In my lecture notes for my linear algebra course we got this question - Let $ \phi : \mathbb{R}^3 \rightarrow \mathbb{R}^3 $ be a linear mapping with eigenvalues 2,1 and -1. What is the trace of the mapping $\phi^{\wedge 2} : \Lambda^{2}\mathbb{R^3} \rightarrow \Lambda^{2}\mathbb{R^3}$ ?
The thing is, in the notes there isn't a single mention regarding the trace of an exterior power so I have no idea how to proceed. The only thing close to it would be this theorem :
Let $\phi : U \rightarrow U$ be a linear map, which has in the basis $\alpha = (e_1, \dots, e_n)$ of the space $U$ the matrix $A = (a^{i}_j)$. Then the following is true - $\phi^{\wedge n}(e_1, \dots, e_n) = det(A)*e_1 \wedge \dots \wedge e_n$.
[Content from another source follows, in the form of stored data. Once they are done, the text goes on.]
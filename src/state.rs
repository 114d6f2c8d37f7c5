//! # Application State Management
//!
//! State shared by all HTTP workers: the runtime configuration and service metrics.
//!
//! ## Key Rust Concepts:
//!
//! ### Arc<RwLock<T>> Pattern
//! - **Arc**: every worker's `web::Data<AppState>` points at the same data
//! - **RwLock**: many concurrent readers, or one writer
//! - Locks are held only long enough to copy a value out or bump a counter
//!
//! ### What is NOT here
//! The conversion pipeline keeps no state at all. Each request builds its pipeline
//! and audio library from a config snapshot and owns all of its buffers, so nothing
//! about a conversion is shared between requests except the counters below.

use crate::config::AppConfig;
use crate::library::AudioLibrary;
use std::collections::HashMap;
use std::sync::{Arc, RwLock, RwLockReadGuard, RwLockWriteGuard};
use std::time::Instant;

/// The main application state that's shared across all HTTP request handlers.
#[derive(Debug, Clone)]
pub struct AppState {
    /// Application configuration (can be updated at runtime via `PUT /config`)
    pub config: Arc<RwLock<AppConfig>>,

    /// Request and conversion counters
    pub metrics: Arc<RwLock<AppMetrics>>,

    /// When the server started
    pub start_time: Instant,
}

/// Counters collected across all requests.
///
/// ## Why these metrics matter:
/// - **conversions_completed / conversions_failed**: how often files make it downstream
/// - **bytes_forwarded**: total A-law bytes delivered (one byte = 125 µs of 8 kHz audio)
/// - **in_flight**: conversions currently between file read and downstream response
#[derive(Debug, Default, Clone)]
pub struct AppMetrics {
    pub request_count: u64,
    pub error_count: u64,
    pub conversions_completed: u64,
    pub conversions_failed: u64,
    pub bytes_forwarded: u64,
    pub in_flight: u32,

    /// Key: endpoint name (e.g., "POST /play_file")
    pub endpoint_metrics: HashMap<String, EndpointMetric>,
}

/// Per-endpoint request statistics.
#[derive(Debug, Default, Clone)]
pub struct EndpointMetric {
    pub request_count: u64,
    pub total_duration_ms: u64,
    pub error_count: u64,
}

impl AppState {
    pub fn new(config: AppConfig) -> Self {
        Self {
            config: Arc::new(RwLock::new(config)),
            metrics: Arc::new(RwLock::new(AppMetrics::default())),
            start_time: Instant::now(),
        }
    }

    /// A lock is only poisoned if a writer panicked mid-update; the counters and
    /// config are still usable, so recover the guard rather than propagate the panic.
    fn read_metrics(&self) -> RwLockReadGuard<'_, AppMetrics> {
        self.metrics.read().unwrap_or_else(|e| e.into_inner())
    }

    fn write_metrics(&self) -> RwLockWriteGuard<'_, AppMetrics> {
        self.metrics.write().unwrap_or_else(|e| e.into_inner())
    }

    /// Get a copy of the current configuration.
    ///
    /// ## Why clone:
    /// Cloning releases the lock immediately, so a slow request never blocks a config update.
    pub fn get_config(&self) -> AppConfig {
        self.config.read().unwrap_or_else(|e| e.into_inner()).clone()
    }

    /// Replace the configuration after validating it.
    pub fn update_config(&self, new_config: AppConfig) -> Result<(), String> {
        new_config.validate().map_err(|e| e.to_string())?;
        *self.config.write().unwrap_or_else(|e| e.into_inner()) = new_config;
        Ok(())
    }

    /// Audio library rooted at the currently configured directory.
    ///
    /// Request handlers that also need other settings should build everything from
    /// one `get_config()` snapshot instead.
    pub fn audio_library(&self) -> AudioLibrary {
        self.get_config().audio_library()
    }

    pub fn increment_request_count(&self) {
        self.write_metrics().request_count += 1;
    }

    pub fn increment_error_count(&self) {
        self.write_metrics().error_count += 1;
    }

    /// Record the duration and outcome of one request to `endpoint`.
    pub fn record_endpoint_request(&self, endpoint: &str, duration_ms: u64, is_error: bool) {
        let mut metrics = self.write_metrics();
        let endpoint_metric = metrics.endpoint_metrics.entry(endpoint.to_string()).or_default();

        endpoint_metric.request_count += 1;
        endpoint_metric.total_duration_ms += duration_ms;
        if is_error {
            endpoint_metric.error_count += 1;
        }
    }

    /// Mark a conversion as started.
    ///
    /// ## RAII:
    /// The returned guard counts the conversion as in flight until it is dropped.
    /// Call `ConversionGuard::complete` on success; dropping it without that counts
    /// the conversion as failed, so every early `?` return is accounted for.
    pub fn begin_conversion(&self) -> ConversionGuard {
        self.write_metrics().in_flight += 1;
        ConversionGuard {
            metrics: self.metrics.clone(),
            bytes_forwarded: None,
        }
    }

    /// Get a snapshot of current metrics (used by `/health` and `/metrics`).
    pub fn get_metrics_snapshot(&self) -> AppMetrics {
        self.read_metrics().clone()
    }

    pub fn get_uptime_seconds(&self) -> u64 {
        self.start_time.elapsed().as_secs()
    }
}

/// In-flight marker for one conversion; see `AppState::begin_conversion`.
pub struct ConversionGuard {
    metrics: Arc<RwLock<AppMetrics>>,
    bytes_forwarded: Option<u64>,
}

impl ConversionGuard {
    /// Record a successful delivery of `bytes` encoded bytes.
    pub fn complete(mut self, bytes: u64) {
        self.bytes_forwarded = Some(bytes);
    }
}

impl Drop for ConversionGuard {
    fn drop(&mut self) {
        let mut metrics = self.metrics.write().unwrap_or_else(|e| e.into_inner());
        metrics.in_flight = metrics.in_flight.saturating_sub(1);

        match self.bytes_forwarded {
            Some(bytes) => {
                metrics.conversions_completed += 1;
                metrics.bytes_forwarded += bytes;
            }
            None => metrics.conversions_failed += 1,
        }
    }
}

impl AppMetrics {
    pub fn error_rate(&self) -> f64 {
        if self.request_count > 0 {
            self.error_count as f64 / self.request_count as f64
        } else {
            0.0
        }
    }
}

impl EndpointMetric {
    pub fn average_duration_ms(&self) -> f64 {
        if self.request_count > 0 {
            self.total_duration_ms as f64 / self.request_count as f64
        } else {
            0.0
        }
    }

    pub fn error_rate(&self) -> f64 {
        if self.request_count > 0 {
            self.error_count as f64 / self.request_count as f64
        } else {
            0.0
        }
    }
}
Could anyone provide me some tips or solutions to it? Thank you in advance
The exterior product is the vector space where if $\boldsymbol{v}_1$, $\boldsymbol{v}_2$, $\boldsymbol{v}_3$ is a basis for $U$ then a basis for the exterior product of $U$ with itself is $\boldsymbol{v}_1\wedge \boldsymbol{v}_2$, $\boldsymbol{v}_2\wedge \boldsymbol{v}_3$, and $\boldsymbol{v}_1\wedge \boldsymbol{v}_3$, where $\boldsymbol{v}_i \wedge \boldsymbol{v}_j=-\boldsymbol{v}_j \wedge \boldsymbol{v}_i$. Then if $\phi(\boldsymbol{x}) = \sum_{i=1}^{3} a_i \boldsymbol{v}_i$ and $\phi(\boldsymbol{y}) = \sum_{i=1}^{3} b_i \boldsymbol{v}_i$ you would have $$ \phi^{\wedge 2}(\boldsymbol{x} \wedge \boldsymbol{y}) = \sum_{i,j=1}^{3} a_i b_j \boldsymbol{v}_i \wedge \boldsymbol{v}_j\, , $$ where you should simplify, eliminate and/or combine some of the terms $\boldsymbol{v}_i\wedge \boldsymbol{v}_j$ in the sum.